[Stored data]
= Beginning of Section =
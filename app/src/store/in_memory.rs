// chat_orders/src/store/in_memory.rs

use super::{Catalog, OrderStore};
use crate::errors::{AppError, Result};
use crate::models::{Category, MenuFilter, NewOrder, NewOrderLine, Order, OrderLine, OrderStatus, Product};
use async_trait::async_trait;
use chrono::{Duration, Utc};
use sqlx::types::Json;
use std::collections::HashMap;
use std::sync::Arc;
use tokio::sync::RwLock;
use uuid::Uuid;

/// `(name, description, price_cents, category, quantity, units)`
pub type MenuEntry = (&'static str, Option<&'static str>, i64, Category, i32, &'static str);

pub const DEMO_MENU: [MenuEntry; 8] = [
  ("Egg Sandwich", Some("Fried egg, cheddar and chive aioli on brioche"), 950, Category::Sandwich, 1, "sandwich"),
  ("Breakfast Burrito", Some("Scrambled eggs, potatoes, salsa verde"), 1100, Category::Breakfast, 1, "burrito"),
  ("Overnight Oats", None, 650, Category::Breakfast, 12, "oz"),
  ("Chicken Flatbread", Some("Roast chicken, pesto, mozzarella"), 1300, Category::Flatbread, 1, "flatbread"),
  ("Margherita Flatbread", Some("Tomato, basil, fresh mozzarella"), 1150, Category::Flatbread, 1, "flatbread"),
  ("Salmon Bowl", Some("Roast salmon, rice, greens, miso dressing"), 1650, Category::Entree, 1, "bowl"),
  ("Turkey Club", Some("Turkey, bacon, lettuce, tomato on sourdough"), 1250, Category::Sandwich, 1, "sandwich"),
  ("Chocolate Chip Cookie", None, 350, Category::Dessert, 2, "cookies"),
];

#[derive(Default)]
struct OrderTables {
  orders: HashMap<Uuid, Order>,
  by_conversation: HashMap<Uuid, Uuid>,
  lines: HashMap<Uuid, OrderLine>,
}

/// Orders and lines behind one lock so uniqueness and cascade checks are atomic.
#[derive(Default, Clone)]
pub struct InMemoryOrderStore {
  tables: Arc<RwLock<OrderTables>>,
}

impl InMemoryOrderStore {
  pub fn new() -> Self {
    Self::default()
  }

  /// Removes an order and, like the `ON DELETE CASCADE` on `order_items`, all of its lines.
  pub async fn delete_order(&self, order_id: Uuid) -> Option<Order> {
    let mut tables = self.tables.write().await;
    let order = tables.orders.remove(&order_id)?;
    tables.by_conversation.remove(&order.conversation_id);
    tables.lines.retain(|_, line| line.order_id != order_id);
    Some(order)
  }

  pub async fn line_count(&self) -> usize {
    self.tables.read().await.lines.len()
  }
}

#[async_trait]
impl OrderStore for InMemoryOrderStore {
  async fn find_order(&self, order_id: Uuid) -> Result<Option<Order>> {
    Ok(self.tables.read().await.orders.get(&order_id).cloned())
  }

  async fn find_order_by_conversation(&self, conversation_id: Uuid) -> Result<Option<Order>> {
    let tables = self.tables.read().await;
    Ok(
      tables
        .by_conversation
        .get(&conversation_id)
        .and_then(|id| tables.orders.get(id))
        .cloned(),
    )
  }

  async fn insert_order(&self, new_order: NewOrder) -> Result<Order> {
    let mut tables = self.tables.write().await;
    if tables.by_conversation.contains_key(&new_order.conversation_id) {
      return Err(AppError::Conflict(format!(
        "conversation {} already has an order",
        new_order.conversation_id
      )));
    }
    let now = Utc::now();
    let order = Order {
      id: Uuid::new_v4(),
      user_id: new_order.user_id,
      conversation_id: new_order.conversation_id,
      status: OrderStatus::Pending,
      created_at: now,
      updated_at: now,
    };
    tables.by_conversation.insert(order.conversation_id, order.id);
    tables.orders.insert(order.id, order.clone());
    Ok(order)
  }

  async fn set_status(&self, order_id: Uuid, status: OrderStatus) -> Result<Option<Order>> {
    let mut tables = self.tables.write().await;
    let Some(order) = tables.orders.get_mut(&order_id) else {
      return Ok(None);
    };
    if order.status != OrderStatus::Paid {
      order.status = status;
    }
    order.updated_at = Utc::now();
    Ok(Some(order.clone()))
  }

  async fn insert_line(&self, new_line: NewOrderLine) -> Result<OrderLine> {
    let mut tables = self.tables.write().await;
    if !tables.orders.contains_key(&new_line.order_id) {
      return Err(AppError::NotFound(format!("Order {} not found", new_line.order_id)));
    }
    let now = Utc::now();
    let line = OrderLine {
      id: Uuid::new_v4(),
      order_id: new_line.order_id,
      product_id: new_line.product_id,
      quantity: new_line.quantity,
      unit_price_cents: new_line.unit_price_cents,
      modifications: new_line.modifications.map(Json),
      created_at: now,
      updated_at: now,
    };
    tables.lines.insert(line.id, line.clone());
    Ok(line)
  }

  async fn find_line(&self, line_id: Uuid) -> Result<Option<OrderLine>> {
    Ok(self.tables.read().await.lines.get(&line_id).cloned())
  }

  async fn delete_line(&self, line_id: Uuid) -> Result<Option<OrderLine>> {
    Ok(self.tables.write().await.lines.remove(&line_id))
  }

  async fn lines_for_order(&self, order_id: Uuid) -> Result<Vec<OrderLine>> {
    let tables = self.tables.read().await;
    let mut lines: Vec<OrderLine> = tables.lines.values().filter(|l| l.order_id == order_id).cloned().collect();
    lines.sort_by(|a, b| a.created_at.cmp(&b.created_at).then(a.id.cmp(&b.id)));
    Ok(lines)
  }

  async fn orders_for_user(&self, user_id: Uuid, status: Option<OrderStatus>) -> Result<Vec<Order>> {
    let tables = self.tables.read().await;
    let mut orders: Vec<Order> = tables
      .orders
      .values()
      .filter(|o| o.user_id == user_id && status.map_or(true, |s| o.status == s))
      .cloned()
      .collect();
    orders.sort_by(|a, b| b.created_at.cmp(&a.created_at).then(a.id.cmp(&b.id)));
    Ok(orders)
  }
}

/// Catalog held in insertion order, which doubles as catalog order.
#[derive(Default, Clone)]
pub struct InMemoryCatalog {
  products: Arc<RwLock<Vec<Product>>>,
}

impl InMemoryCatalog {
  pub fn new() -> Self {
    Self::default()
  }

  pub fn with_demo_menu() -> Self {
    let base = Utc::now();
    let products = DEMO_MENU
      .iter()
      .copied()
      .enumerate()
      .map(|(i, (name, description, price_cents, category, quantity, units))| {
        let created_at = base + Duration::milliseconds(i as i64);
        Product {
          id: Uuid::new_v4(),
          name: name.to_string(),
          description: description.map(str::to_string),
          price_cents,
          category: category.as_str().to_string(),
          quantity,
          units: units.to_string(),
          created_at,
          updated_at: created_at,
        }
      })
      .collect();
    Self {
      products: Arc::new(RwLock::new(products)),
    }
  }

  pub async fn add_product(&self, name: &str, category: Category, price_cents: i64) -> Product {
    let mut products = self.products.write().await;
    let created_at = products
      .last()
      .map(|p| p.created_at + Duration::milliseconds(1))
      .unwrap_or_else(Utc::now);
    let product = Product {
      id: Uuid::new_v4(),
      name: name.to_string(),
      description: None,
      price_cents,
      category: category.as_str().to_string(),
      quantity: 1,
      units: "serving".to_string(),
      created_at,
      updated_at: created_at,
    };
    products.push(product.clone());
    product
  }

  /// Changes a catalog price. Lines already added keep the price they captured.
  pub async fn set_price(&self, product_id: Uuid, price_cents: i64) -> bool {
    let mut products = self.products.write().await;
    match products.iter_mut().find(|p| p.id == product_id) {
      Some(product) => {
        product.price_cents = price_cents;
        product.updated_at = Utc::now();
        true
      }
      None => false,
    }
  }

  pub async fn find_by_name(&self, name: &str) -> Option<Product> {
    self.products.read().await.iter().find(|p| p.name == name).cloned()
  }
}

#[async_trait]
impl Catalog for InMemoryCatalog {
  async fn search(&self, filter: &MenuFilter) -> Result<Vec<Product>> {
    let products = self.products.read().await;
    Ok(products.iter().filter(|p| filter.matches(p)).cloned().collect())
  }

  async fn get_product(&self, product_id: Uuid) -> Result<Option<Product>> {
    Ok(self.products.read().await.iter().find(|p| p.id == product_id).cloned())
  }

  async fn products_by_ids(&self, product_ids: &[Uuid]) -> Result<Vec<Product>> {
    let products = self.products.read().await;
    Ok(products.iter().filter(|p| product_ids.contains(&p.id)).cloned().collect())
  }
}

#[cfg(test)]
mod tests {
  use super::*;

  #[tokio::test]
  async fn second_order_for_conversation_conflicts() {
    let store = InMemoryOrderStore::new();
    let conversation_id = Uuid::new_v4();
    let new_order = NewOrder {
      user_id: Uuid::new_v4(),
      conversation_id,
    };
    store.insert_order(new_order.clone()).await.unwrap();
    let err = store.insert_order(new_order).await.unwrap_err();
    assert!(matches!(err, AppError::Conflict(_)));
  }

  #[tokio::test]
  async fn paid_status_is_sticky() {
    let store = InMemoryOrderStore::new();
    let order = store
      .insert_order(NewOrder {
        user_id: Uuid::new_v4(),
        conversation_id: Uuid::new_v4(),
      })
      .await
      .unwrap();
    store.set_status(order.id, OrderStatus::Paid).await.unwrap();
    let after = store.set_status(order.id, OrderStatus::Submitted).await.unwrap().unwrap();
    assert_eq!(after.status, OrderStatus::Paid);
    assert!(store.set_status(Uuid::new_v4(), OrderStatus::Paid).await.unwrap().is_none());
  }

  #[tokio::test]
  async fn deleting_order_cascades_to_lines() {
    let store = InMemoryOrderStore::new();
    let order = store
      .insert_order(NewOrder {
        user_id: Uuid::new_v4(),
        conversation_id: Uuid::new_v4(),
      })
      .await
      .unwrap();
    for _ in 0..2 {
      store
        .insert_line(NewOrderLine {
          order_id: order.id,
          product_id: Uuid::new_v4(),
          quantity: 1,
          unit_price_cents: 500,
          modifications: None,
        })
        .await
        .unwrap();
    }
    assert_eq!(store.line_count().await, 2);
    store.delete_order(order.id).await.unwrap();
    assert_eq!(store.line_count().await, 0);
    assert!(store.find_order_by_conversation(order.conversation_id).await.unwrap().is_none());
  }

  #[tokio::test]
  async fn catalog_search_keeps_catalog_order() {
    let catalog = InMemoryCatalog::with_demo_menu();
    let hits = catalog
      .search(&MenuFilter::from_loose(None, None, None, Some("flatbread")))
      .await
      .unwrap();
    let names: Vec<&str> = hits.iter().map(|p| p.name.as_str()).collect();
    assert_eq!(names, vec!["Chicken Flatbread", "Margherita Flatbread"]);
  }
}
= End of Section =
[WHAT IS NEEDED]
State how many lines in the entries hold the word "InMemoryCatalog", giving the number alone.

[ANSWER TO THE EXERCISE]
4